Micromeritics and In-Vivo Bioavailability study for PEG400 and labrasol Based Liquisolid Compacts of Tacrolimus
Author(s): M. Somesu, Chinam Niranjan Patra*, Goutam Kumar Jena, Saroj Kumar Raul, Anjan Kumar and P. Bharghava Bhusan Rao
Abstract
The objective of this study is to enhance flowability, compressibility and oral bioavailability of tacrolimus using the liquisolid technique. Tacrolimus primarily functions as an immunosuppressant.

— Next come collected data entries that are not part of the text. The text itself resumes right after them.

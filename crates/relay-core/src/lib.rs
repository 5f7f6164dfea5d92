//! Core task model and persistence for Relay.
//!
//! - [`models`]: tasks, messages, and artifacts
//! - [`lifecycle`]: the task state machine
//! - [`storage`]: the [`TaskStore`] capability and its backends

pub mod lifecycle;
pub mod models;
pub mod storage;

pub use lifecycle::{TaskStateMachine, TransitionError};
pub use models::{
    Artifact, ArtifactKind, ArtifactMetadata, FileContent, Message, Part, Role, Task, TaskBuilder,
    TaskError, TaskId, TaskKind, TaskState, TaskStatus,
};
pub use storage::{MemoryTaskStore, SqliteTaskStore, StoreError, StoreResult, TaskStore};
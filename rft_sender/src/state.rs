use std::collections::HashMap;
use std::net::SocketAddr;
use std::sync::{Arc, Mutex};
use std::time::Instant;

use rft_core::congestion::CongestionController;
use rft_core::metrics::Metrics;
use rft_core::segment::Segment;
use tokio::net::UdpSocket;

/// Bookkeeping for one segment that has been sent but not yet cumulatively
/// acknowledged.
#[derive(Debug, Clone)]
pub struct UnackedEntry {
    pub last_send_time: Instant,
    pub retransmit_count: u32,
}

/// All mutable sender state shared between the window pump and the ACK
/// receiver, serialized under a single lock per spec.md §5.
pub struct SenderState {
    pub congestion: CongestionController,
    pub last_ack_received: Option<u32>,
    pub duplicate_ack_count: u32,
    pub unacked: HashMap<u32, UnackedEntry>,
    pub srtt: f64,
    pub next_seq_to_send: usize,
    pub metrics: Metrics,
    rtt_sample_seen: bool,
}

impl SenderState {
    fn new() -> Self {
        Self {
            congestion: CongestionController::new(),
            last_ack_received: None,
            duplicate_ack_count: 0,
            unacked: HashMap::new(),
            srtt: 0.1,
            next_seq_to_send: 0,
            metrics: Metrics::new(),
            rtt_sample_seen: false,
        }
    }

    /// First-sample-replaces-outright EWMA update (spec.md §9).
    pub fn record_rtt_sample(&mut self, sample_secs: f64) {
        if self.rtt_sample_seen {
            self.srtt = 0.875 * self.srtt + 0.125 * sample_secs;
        } else {
            self.srtt = sample_secs;
            self.rtt_sample_seen = true;
        }
    }
}

/// Immutable context plus the shared, lockable state.
pub struct SenderEngine {
    pub segments: Vec<Segment>,
    pub seq_index: HashMap<u32, usize>,
    pub socket: Arc<UdpSocket>,
    pub target: SocketAddr,
    pub start_time: Instant,
    pub state: Mutex<SenderState>,
}

impl SenderEngine {
    pub fn new(segments: Vec<Segment>, socket: Arc<UdpSocket>, target: SocketAddr) -> Self {
        let seq_index = segments
            .iter()
            .enumerate()
            .map(|(i, s)| (s.seq, i))
            .collect();
        Self {
            segments,
            seq_index,
            socket,
            target,
            start_time: Instant::now(),
            state: Mutex::new(SenderState::new()),
        }
    }

    pub fn elapsed(&self) -> std::time::Duration {
        self.start_time.elapsed()
    }
}
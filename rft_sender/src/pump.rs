use std::sync::Arc;
use std::time::Instant;

use rft_core::config::{PUMP_IDLE_INTERVAL, SEND_COMPLETE_GRACE};
use rft_core::packet::DataPacket;
use tracing::debug;

use crate::state::{SenderEngine, UnackedEntry};

/// Admits new segments into flight as `cwnd` allows, and drives the send
/// loop until every segment has been sent at least once and `unacked` has
/// drained (spec.md §4.4).
pub async fn run(engine: Arc<SenderEngine>) {
    loop {
        let next_send = {
            let mut state = engine.state.lock().unwrap();
            let window_open = state.unacked.len() < state.congestion.cwnd() as usize;
            if window_open && state.next_seq_to_send < engine.segments.len() {
                let idx = state.next_seq_to_send;
                let segment = &engine.segments[idx];
                state.unacked.insert(
                    segment.seq,
                    UnackedEntry {
                        last_send_time: Instant::now(),
                        retransmit_count: 0,
                    },
                );
                state.next_seq_to_send += 1;
                Some(DataPacket::new(segment.seq, segment.payload.clone()))
            } else {
                None
            }
        };

        match next_send {
            Some(packet) => {
                let bytes = packet.to_bytes();
                if let Err(err) = engine.socket.send_to(&bytes, engine.target).await {
                    tracing::warn!(seq = packet.seq, error = %err, "send failed");
                } else {
                    debug!(seq = packet.seq, len = packet.payload.len(), "sent segment");
                }
            }
            None => {
                let done = {
                    let state = engine.state.lock().unwrap();
                    state.next_seq_to_send >= engine.segments.len() && state.unacked.is_empty()
                };
                if done {
                    break;
                }
                tokio::time::sleep(PUMP_IDLE_INTERVAL).await;
            }
        }
    }

    // Grace pause to accommodate any final in-flight ACK.
    tokio::time::sleep(SEND_COMPLETE_GRACE).await;
}
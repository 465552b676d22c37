//! Sender-side metrics recording (spec.md §4.8).
//!
//! Samples are appended under the same lock that guards the congestion
//! controller, so no separate synchronization is needed here; this type is
//! plain data plus the two-file CSV serialization the Python reference
//! (`save_metrics`) uses.

use std::io::Write;
use std::path::Path;

#[derive(Debug, Default)]
pub struct Metrics {
    /// (rtt_index, cwnd) appended on each new cumulative ACK.
    pub cwnd_history: Vec<(u64, u32)>,
    /// (elapsed_secs, total_retransmissions) appended on each retransmission.
    pub retransmission_history: Vec<(f64, u64)>,
    pub timeout_retransmissions: u64,
    pub fast_retransmissions: u64,
}

impl Metrics {
    pub fn new() -> Self {
        Self::default()
    }

    pub fn total_retransmissions(&self) -> u64 {
        self.timeout_retransmissions + self.fast_retransmissions
    }

    pub fn record_cwnd_sample(&mut self, elapsed: std::time::Duration, srtt_secs: f64, cwnd: u32) {
        let rtt_index = if srtt_secs > 0.0 {
            (elapsed.as_secs_f64() / srtt_secs) as u64
        } else {
            0
        };
        self.cwnd_history.push((rtt_index, cwnd));
    }

    pub fn record_timeout_retransmission(&mut self, elapsed: std::time::Duration) {
        self.timeout_retransmissions += 1;
        self.push_retransmission_sample(elapsed);
    }

    pub fn record_fast_retransmission(&mut self, elapsed: std::time::Duration) {
        self.fast_retransmissions += 1;
        self.push_retransmission_sample(elapsed);
    }

    fn push_retransmission_sample(&mut self, elapsed: std::time::Duration) {
        self.retransmission_history
            .push((elapsed.as_secs_f64(), self.total_retransmissions()));
    }

    /// Writes `<prefix>_cwnd.txt` and `<prefix>_retransmissions.txt`.
    pub fn save(&self, prefix: &str) -> std::io::Result<()> {
        let cwnd_path = format!("{prefix}_cwnd.txt");
        let mut cwnd_file = std::fs::File::create(Path::new(&cwnd_path))?;
        writeln!(cwnd_file, "RTT,cwnd")?;
        for (rtt, cwnd) in &self.cwnd_history {
            writeln!(cwnd_file, "{rtt},{cwnd}")?;
        }

        let retrans_path = format!("{prefix}_retransmissions.txt");
        let mut retrans_file = std::fs::File::create(Path::new(&retrans_path))?;
        writeln!(retrans_file, "time,retransmissions")?;
        for (t, count) in &self.retransmission_history {
            writeln!(retrans_file, "{t},{count}")?;
        }

        Ok(())
    }
}

#[cfg(test)]
mod tests {
    use super::*;

    #[test]
    fn total_is_sum_of_timeout_and_fast() {
        let mut m = Metrics::new();
        m.record_timeout_retransmission(std::time::Duration::from_secs(1));
        m.record_fast_retransmission(std::time::Duration::from_secs(2));
        assert_eq!(m.total_retransmissions(), 2);
        assert_eq!(m.retransmission_history.last(), Some(&(2.0, 2)));
    }

    #[test]
    fn cwnd_sample_uses_rtt_index() {
        let mut m = Metrics::new();
        m.record_cwnd_sample(std::time::Duration::from_millis(250), 0.1, 5);
        assert_eq!(m.cwnd_history, vec![(2, 5)]);
    }
}
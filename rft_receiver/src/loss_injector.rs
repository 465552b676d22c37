/// Samples a uniform random number in `[0,1)` and reports whether the
/// incoming datagram should be dropped (spec.md §4.5). Applied before any
/// checksum validation.
pub fn should_drop(loss_prob: f64) -> bool {
    rand::random::<f64>() < loss_prob
}

#[cfg(test)]
mod tests {
    use super::*;

    #[test]
    fn never_drops_at_zero_probability() {
        for _ in 0..1000 {
            assert!(!should_drop(0.0));
        }
    }

    #[test]
    fn always_drops_at_probability_one() {
        for _ in 0..1000 {
            assert!(should_drop(1.0));
        }
    }
}
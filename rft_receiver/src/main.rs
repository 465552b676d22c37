mod ack_scheduler;
mod loss_injector;
mod logging;
mod reassembler;
mod state;

use std::sync::{Arc, Mutex};
use std::time::Instant;

use anyhow::{Context, Result};
use clap::Parser;
use rft_core::config::{
    DEFAULT_LOSS_PERCENT, DEFAULT_PORT, OUTPUT_FILE, RECEIVER_QUIESCENCE_TIMEOUT,
    RECEIVER_SOCKET_TIMEOUT,
};
use rft_core::packet::DataPacket;
use tokio::net::UdpSocket;

use crate::reassembler::AckAction;
use crate::state::ReceiverState;

/// Receives a file sent by a reliability-protocol sender, simulating
/// datagram loss and delayed cumulative ACKs.
#[derive(Parser, Debug)]
#[command(name = "rft-receiver")]
struct Cli {
    /// Loss probability as a percentage (0..100).
    #[arg(default_value_t = DEFAULT_LOSS_PERCENT)]
    loss_percent: u32,

    /// Address to bind to.
    #[arg(long, default_value_t = format!("0.0.0.0:{DEFAULT_PORT}"))]
    bind: String,
}

#[tokio::main]
async fn main() -> Result<()> {
    logging::init();
    let cli = Cli::parse();
    run(cli).await
}

async fn run(cli: Cli) -> Result<()> {
    let loss_prob = (cli.loss_percent.min(100) as f64) / 100.0;
    let socket = UdpSocket::bind(&cli.bind)
        .await
        .with_context(|| format!("failed to bind {}", cli.bind))?;
    tracing::info!(bind = %cli.bind, loss_percent = cli.loss_percent, "receiver listening");

    let socket = Arc::new(socket);
    let state = Arc::new(Mutex::new(ReceiverState::new()));

    let mut buf = [0u8; 2048];
    let mut last_packet_time: Option<Instant> = None;
    let mut delivered_any = false;

    loop {
        match tokio::time::timeout(RECEIVER_SOCKET_TIMEOUT, socket.recv_from(&mut buf)).await {
            Ok(Ok((n, addr))) => {
                last_packet_time = Some(Instant::now());
                handle_datagram(&state, &socket, &buf[..n], addr, loss_prob).await;
                delivered_any = delivered_any || !state.lock().unwrap().delivered.is_empty();
            }
            Ok(Err(err)) => {
                tracing::warn!(error = %err, "recv error");
            }
            Err(_elapsed) => {
                if delivered_any {
                    if let Some(last) = last_packet_time {
                        if last.elapsed() > RECEIVER_QUIESCENCE_TIMEOUT {
                            break;
                        }
                    }
                }
            }
        }
    }

    let state = state.lock().unwrap();
    std::fs::write(OUTPUT_FILE, &state.delivered)
        .with_context(|| format!("failed to write {OUTPUT_FILE}"))?;

    println!("Transfer complete");
    println!("total bytes received: {}", state.delivered.len());
    println!(
        "packets received: {}, dropped: {}, checksum errors: {}",
        state.total_packets_received, state.total_packets_dropped, state.total_checksum_errors
    );

    Ok(())
}

async fn handle_datagram(
    state: &Arc<Mutex<ReceiverState>>,
    socket: &Arc<UdpSocket>,
    datagram: &[u8],
    addr: std::net::SocketAddr,
    loss_prob: f64,
) {
    let Some(packet) = DataPacket::from_bytes(datagram) else {
        return; // truncated datagram, discarded silently
    };

    if loss_injector::should_drop(loss_prob) {
        state.lock().unwrap().total_packets_dropped += 1;
        return;
    }

    let action = {
        let mut guard = state.lock().unwrap();
        if packet.is_valid() && guard.client_addr.is_none() {
            guard.client_addr = Some(addr);
            tracing::info!(%addr, "client connected");
        }
        reassembler::process_packet(&mut guard, &packet)
    };

    match action {
        AckAction::None => {}
        AckAction::Immediate(ack_num) => {
            if let Err(err) = ack_scheduler::send_immediate(socket, addr, ack_num).await {
                tracing::warn!(error = %err, "immediate ack send failed");
            }
        }
        AckAction::ArmTimer => {
            ack_scheduler::arm_if_needed(state, socket);
        }
    }
}
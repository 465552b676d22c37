/// Initializes human-readable, env-filter-driven logging, defaulting to
/// `info` when `RUST_LOG` is unset.
pub fn init() {
    tracing_subscriber::fmt()
        .with_env_filter(
            tracing_subscriber::EnvFilter::try_from_default_env()
                .unwrap_or_else(|_| tracing_subscriber::EnvFilter::new("info")),
        )
        .with_target(false)
        .with_thread_ids(true)
        .with_line_number(true)
        .init();
}
use std::time::Duration;

/// Maximum payload bytes carried by a single data segment.
pub const MAX_PAYLOAD: usize = 1024;

/// Initial slow-start threshold, in segments.
pub const INITIAL_SSTHRESH: u32 = 64;

/// Floor below which `ssthresh` may never drop.
pub const MIN_SSTHRESH: u32 = 2;

/// Fixed retransmission timeout. Not RTT-derived by design (spec.md §4.3).
pub const TIMEOUT: Duration = Duration::from_millis(500);

/// Delay the receiver waits before emitting a coalesced cumulative ACK.
pub const RTT_DELAY: Duration = Duration::from_millis(100);

/// Number of duplicate ACKs that trigger a fast retransmit.
pub const FAST_RETRANSMIT_DUP_ACKS: u32 = 3;

/// Sender poll interval used by the window pump when the window is closed.
pub const PUMP_IDLE_INTERVAL: Duration = Duration::from_millis(10);

/// Grace period the sender waits after `unacked` drains, to catch a final
/// in-flight ACK before declaring the transfer complete.
pub const SEND_COMPLETE_GRACE: Duration = Duration::from_secs(1);

/// How long the receiver will wait for a next datagram, after delivering at
/// least one segment, before declaring the session over by quiescence.
pub const RECEIVER_QUIESCENCE_TIMEOUT: Duration = Duration::from_secs(30);

/// Socket read timeout the receiver uses as its maintenance-tick wakeup.
pub const RECEIVER_SOCKET_TIMEOUT: Duration = Duration::from_secs(2);

/// Default loss probability (percent) for the receiver's loss injector.
pub const DEFAULT_LOSS_PERCENT: u32 = 10;

/// Default transport port.
pub const DEFAULT_PORT: u16 = 8888;

/// Default transport host.
pub const DEFAULT_HOST: &str = "localhost";

/// Fixed path the receiver writes the reassembled byte stream to.
pub const OUTPUT_FILE: &str = "received.txt";
use std::sync::Arc;
use std::time::Instant;

use rft_core::config::{FAST_RETRANSMIT_DUP_ACKS, TIMEOUT};
use rft_core::packet::{AckPacket, DataPacket};
use tracing::{debug, info};

use crate::retransmission::check_timeouts;
use crate::state::SenderEngine;

/// Blocks on the datagram socket for ACKs, driving the congestion
/// controller and retransmission engine. The socket read timeout also
/// serves as the periodic timeout-scan wakeup (spec.md §4.3, §5).
pub async fn run(engine: Arc<SenderEngine>) {
    let mut buf = [0u8; 64];
    loop {
        match tokio::time::timeout(TIMEOUT, engine.socket.recv_from(&mut buf)).await {
            Ok(Ok((n, _addr))) => {
                if let Some(ack) = AckPacket::from_bytes(&buf[..n]) {
                    handle_ack(&engine, ack.ack_num).await;
                }
            }
            Ok(Err(err)) => {
                tracing::warn!(error = %err, "ack socket error");
            }
            Err(_elapsed) => {
                check_timeouts(&engine).await;
            }
        }
    }
}

async fn handle_ack(engine: &SenderEngine, ack_num: u32) {
    let fast_retransmit_seq = {
        let mut state = engine.state.lock().unwrap();

        if state.last_ack_received == Some(ack_num) {
            state.duplicate_ack_count += 1;
            debug!(ack_num, dups = state.duplicate_ack_count, "duplicate ack");
            if state.duplicate_ack_count == FAST_RETRANSMIT_DUP_ACKS {
                // Only react if a segment at this offset actually exists.
                // A duplicated final ACK during the completion grace window
                // has no matching segment and must not be treated as a loss.
                if engine.seq_index.contains_key(&ack_num) {
                    state.duplicate_ack_count = 0;
                    state.congestion.on_fast_retransmit();
                    if let Some(entry) = state.unacked.get_mut(&ack_num) {
                        entry.last_send_time = Instant::now();
                        entry.retransmit_count += 1;
                    }
                    let elapsed = engine.elapsed();
                    state.metrics.record_fast_retransmission(elapsed);
                    Some(ack_num)
                } else {
                    None
                }
            } else {
                None
            }
        } else if state.last_ack_received.is_none() || ack_num > state.last_ack_received.unwrap() {
            state.duplicate_ack_count = 0;
            state.last_ack_received = Some(ack_num);

            let now = Instant::now();
            let newly_acked: Vec<u32> = state
                .unacked
                .keys()
                .copied()
                .filter(|&seq| {
                    let len = engine
                        .seq_index
                        .get(&seq)
                        .map(|&i| engine.segments[i].payload.len() as u32)
                        .unwrap_or(0);
                    seq + len <= ack_num
                })
                .collect();

            for seq in &newly_acked {
                if let Some(entry) = state.unacked.remove(seq) {
                    let rtt = now.duration_since(entry.last_send_time).as_secs_f64();
                    state.record_rtt_sample(rtt);
                }
            }

            let k = newly_acked.len() as u32;
            if k > 0 {
                state.congestion.on_new_ack(k);
            }
            let elapsed = engine.elapsed();
            let srtt = state.srtt;
            let cwnd = state.congestion.cwnd();
            state.metrics.record_cwnd_sample(elapsed, srtt, cwnd);
            info!(ack_num, newly_acked = k, cwnd, "new ack");
            None
        } else {
            // Stale ACK, strictly less than last_ack_received: ignored.
            debug!(ack_num, "stale ack ignored");
            None
        }
    };

    if let Some(seq) = fast_retransmit_seq {
        if let Some(&idx) = engine.seq_index.get(&seq) {
            let segment = &engine.segments[idx];
            let packet = DataPacket::new(segment.seq, segment.payload.clone());
            let bytes = packet.to_bytes();
            if let Err(err) = engine.socket.send_to(&bytes, engine.target).await {
                tracing::warn!(seq, error = %err, "fast retransmit failed");
            } else {
                info!(seq, "fast retransmit");
            }
        }
    }
}
use std::time::Instant;

use rft_core::config::TIMEOUT;
use rft_core::packet::DataPacket;
use tracing::warn;

use crate::state::SenderEngine;

/// Scans `unacked` for segments whose retransmission timeout has elapsed,
/// retransmits each, and applies the congestion reaction for a timeout
/// (spec.md §4.3, §4.2).
pub async fn check_timeouts(engine: &SenderEngine) {
    let timed_out: Vec<u32> = {
        let state = engine.state.lock().unwrap();
        let now = Instant::now();
        state
            .unacked
            .iter()
            .filter(|(_, entry)| now.duration_since(entry.last_send_time) > TIMEOUT)
            .map(|(&seq, _)| seq)
            .collect()
    };

    for seq in timed_out {
        let Some(&idx) = engine.seq_index.get(&seq) else {
            continue;
        };
        let segment = &engine.segments[idx];
        let packet = DataPacket::new(segment.seq, segment.payload.clone());
        let bytes = packet.to_bytes();

        {
            let mut state = engine.state.lock().unwrap();
            if let Some(entry) = state.unacked.get_mut(&seq) {
                entry.last_send_time = Instant::now();
                entry.retransmit_count += 1;
            }
            state.congestion.on_timeout();
            let elapsed = engine.elapsed();
            state.metrics.record_timeout_retransmission(elapsed);
        }

        if let Err(err) = engine.socket.send_to(&bytes, engine.target).await {
            warn!(seq, error = %err, "timeout retransmit failed");
        } else {
            warn!(seq, "timeout: retransmitting");
        }
    }
}
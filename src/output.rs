// Directory ensurer and file writer. Plain blocking `std::fs` calls in
// a fixed order; the first file stays on disk if the second write fails.

use crate::args::ComponentName;
use crate::error::{Result, ScaffoldError};
use crate::template::Rendered;
use std::ffi::OsString;
use std::fs;
use std::path::{Path, PathBuf};
use tracing::debug;

/// Extension of the generated component source.
pub const COMPONENT_EXT: &str = "tsx";
/// Extension of the generated styles module, after the `.styles` infix.
pub const STYLES_EXT: &str = "js";

/// Paths of the two files written for a component.
#[derive(Debug, Clone, PartialEq, Eq)]
pub struct WrittenFiles {
    pub component: PathBuf,
    pub styles: PathBuf,
}

impl WrittenFiles {
    pub fn for_component(dir: &Path, name: &ComponentName) -> Self {
        WrittenFiles {
            component: concat(dir, &format!("{name}.{COMPONENT_EXT}")),
            styles: concat(dir, &format!("{name}.styles.{STYLES_EXT}")),
        }
    }
}

/// `<base>/<name>`. The name is appended as text rather than joined, so
/// a name like `/abs/Card` stays under `base` instead of replacing it.
pub fn component_dir(base: &Path, name: &ComponentName) -> PathBuf {
    concat(base, name.as_str())
}

fn concat(dir: &Path, tail: &str) -> PathBuf {
    let mut path = OsString::from(dir.as_os_str());
    path.push("/");
    path.push(tail);
    PathBuf::from(path)
}

/// Create `dir` unless it already exists. Returns whether it was created.
///
/// Only the last path segment is created, so a name like `a/b` fails
/// when `a` is missing.
pub fn ensure_dir(dir: &Path) -> Result<bool> {
    if dir.exists() {
        debug!(dir = %dir.display(), "component directory already exists");
        return Ok(false);
    }
    fs::create_dir(dir).map_err(|e| ScaffoldError::io("create directory", dir, e))?;
    debug!(dir = %dir.display(), "created component directory");
    Ok(true)
}

/// Write both rendered files, replacing whatever is there.
pub fn write_component(files: &WrittenFiles, rendered: &Rendered) -> Result<()> {
    write_file(&files.component, &rendered.component)?;
    write_file(&files.styles, &rendered.styles)?;
    Ok(())
}

fn write_file(path: &Path, contents: &str) -> Result<()> {
    fs::write(path, contents).map_err(|e| ScaffoldError::io("write", path, e))?;
    debug!(path = %path.display(), bytes = contents.len(), "wrote file");
    Ok(())
}
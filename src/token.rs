// Random CSS class token shared by the component and styles files of a
// single `bp-classed` run.

use rand::distributions::{Alphanumeric, DistString};
use rand::Rng;
use std::fmt;

/// Number of characters in a generated class token.
pub const TOKEN_LEN: usize = 8;

#[derive(Debug, Clone, PartialEq, Eq)]
pub struct ClassToken(String);

impl ClassToken {
    /// Draw a fresh token from the thread-local generator.
    pub fn generate() -> Self {
        Self::generate_with(&mut rand::thread_rng())
    }

    pub fn generate_with<R: Rng + ?Sized>(rng: &mut R) -> Self {
        ClassToken(Alphanumeric.sample_string(rng, TOKEN_LEN))
    }

    pub fn as_str(&self) -> &str {
        &self.0
    }
}

impl fmt::Display for ClassToken {
    fn fmt(&self, f: &mut fmt::Formatter<'_>) -> fmt::Result {
        f.write_str(&self.0)
    }
}
// Entrypoint for `bp-classed`: React component boilerplate whose markup
// and styles share a random CSS class token drawn for this run.

use bp::{Config, Reporter, Variant};

fn main() -> anyhow::Result<()> {
    bp::init_logging();

    let config = Config::from_args(std::env::args_os(), Variant::Classed)?;

    bp::generate(&config, &mut Reporter::stdout())?;
    Ok(())
}
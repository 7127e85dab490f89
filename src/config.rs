// Run configuration: everything a generator run needs, built once at
// startup and handed to `generate` instead of reading process state.

use crate::args::{component_name, Cli, ComponentName};
use crate::error::Result;
use crate::output::{self, WrittenFiles};
use crate::template::Variant;
use std::ffi::OsString;
use std::path::PathBuf;

#[derive(Debug, Clone)]
pub struct Config {
    pub name: ComponentName,
    /// Directory the component directory is created in. The binaries
    /// always use the current working directory.
    pub base_dir: PathBuf,
    pub variant: Variant,
}

impl Config {
    pub fn new(name: ComponentName, variant: Variant) -> Self {
        Config {
            name,
            base_dir: PathBuf::from("."),
            variant,
        }
    }

    pub fn with_base_dir(mut self, base_dir: impl Into<PathBuf>) -> Self {
        self.base_dir = base_dir.into();
        self
    }

    /// Build from process arguments (program path first). Help and
    /// usage errors exit the process like any clap program.
    pub fn from_args<I, T>(args: I, variant: Variant) -> Result<Self>
    where
        I: IntoIterator<Item = T>,
        T: Into<OsString> + Clone,
    {
        Self::from_cli(Cli::parse_for(variant.bin_name(), args), variant)
    }

    pub fn from_cli(cli: Cli, variant: Variant) -> Result<Self> {
        Ok(Config::new(component_name(cli.name)?, variant))
    }

    pub fn component_dir(&self) -> PathBuf {
        output::component_dir(&self.base_dir, &self.name)
    }

    /// Where the component and styles files of this run go.
    pub fn files(&self) -> WrittenFiles {
        WrittenFiles::for_component(&self.component_dir(), &self.name)
    }
}
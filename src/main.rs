// Entrypoint for `bp`: Ionic React component boilerplate.
// - Keeps `main` small: build the config from the command line and hand it
//   to the library pipeline.
// - Returns `anyhow::Result` so any failure ends the process with
//   `Error: <message>` and a non-zero status.

use bp::{Config, Reporter, Variant};

fn main() -> anyhow::Result<()> {
    bp::init_logging();

    // Fails with "Please provide a name for the component." before
    // anything touches the filesystem.
    let config = Config::from_args(std::env::args_os(), Variant::Ionic)?;

    bp::generate(&config, &mut Reporter::stdout())?;
    Ok(())
}
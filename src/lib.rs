// Library root
// ------------
// Everything the `bp` and `bp-classed` binaries do lives here so it can
// be tested without spawning a process. A run is strictly linear:
// read the name, ensure the directory, render, write, report.
//
// Module responsibilities:
// - `args`: clap command line and component-name validation.
// - `config`: the explicit run configuration built from the arguments.
// - `template`: fixed templates per variant and placeholder rendering.
// - `token`: the random CSS class token used by `bp-classed`.
// - `output`: directory creation and file writes.
// - `report`: progress lines on the console.
// - `error`: the library error type.
pub mod args;
pub mod config;
pub mod error;
pub mod output;
pub mod report;
pub mod template;
pub mod token;

pub use args::{component_name, Cli, ComponentName};
pub use config::Config;
pub use error::{Result, ScaffoldError};
pub use output::WrittenFiles;
pub use report::Reporter;
pub use template::{Rendered, Substitutions, Variant};
pub use token::ClassToken;

use std::io::Write;
use std::path::PathBuf;
use tracing::debug;
use tracing_subscriber::EnvFilter;

/// What a run left on disk.
#[derive(Debug, Clone)]
pub struct Generated {
    pub dir: PathBuf,
    /// False when the component directory was already there.
    pub created_dir: bool,
    pub files: WrittenFiles,
    pub class_token: Option<ClassToken>,
}

/// Run the generator for `config`, drawing a class token when the
/// variant needs one.
pub fn generate<W: Write>(config: &Config, reporter: &mut Reporter<W>) -> Result<Generated> {
    generate_with_token(config, None, reporter)
}

/// Like `generate`, but with a caller-supplied class token. The token is
/// ignored by variants that do not use one, and drawn fresh when the
/// variant needs one and none is given.
pub fn generate_with_token<W: Write>(
    config: &Config,
    class_token: Option<ClassToken>,
    reporter: &mut Reporter<W>,
) -> Result<Generated> {
    reporter.start().map_err(ScaffoldError::Report)?;

    let dir = config.component_dir();
    let created_dir = output::ensure_dir(&dir)?;

    let class_token = if config.variant.uses_class_token() {
        let token = class_token.unwrap_or_else(ClassToken::generate);
        debug!(token = %token, "using class token");
        Some(token)
    } else {
        None
    };

    let mut subs = Substitutions::new(config.name.as_str());
    if let Some(token) = &class_token {
        subs = subs.with_class_token(token);
    }
    let rendered = config.variant.render(&subs);

    let files = config.files();
    output::write_component(&files, &rendered)?;

    reporter.file(&files.component).map_err(ScaffoldError::Report)?;
    reporter.file(&files.styles).map_err(ScaffoldError::Report)?;
    reporter.done().map_err(ScaffoldError::Report)?;

    Ok(Generated {
        dir,
        created_dir,
        files,
        class_token,
    })
}

/// Diagnostic logging to stderr, filtered by `RUST_LOG` (default `warn`).
/// Stdout is reserved for the progress report.
pub fn init_logging() {
    tracing_subscriber::fmt()
        .with_env_filter(EnvFilter::try_from_default_env().unwrap_or_else(|_| EnvFilter::new("warn")))
        .with_writer(std::io::stderr)
        .init();
}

The primary obstacles for developing effective formulations for this compound are its limited aqueous solubility and low bioavailability, reported to be 25%. To address this, we formulated cinacalcet HCl liquisolid compacts with PEG 400 and labrasol as the non-volatile solvents, sylysia 350 as the carrier material, and aerosil as the coating material. Our comprehensive analysis included Differential Scanning Calorimetry (DSC), Powder
X-ray Diffraction (P-XRD), kawakita analysis, quality control tests and pharmacokinetic study. The results indicated improved flowability, compressibity, no drug-excipient interaction and tacrolimus presence in the porous carrier in a dissolved state. Notably, selected formulation (L6) exhibited enhanced dissolution rate, disintegrating in less than 3 min with significant improvement in oral bioavailability. Overall, the liquisolid approach holds promise for developing a stable and scalable solid dosage form with improved flowability, compressibility and oral bioavailability.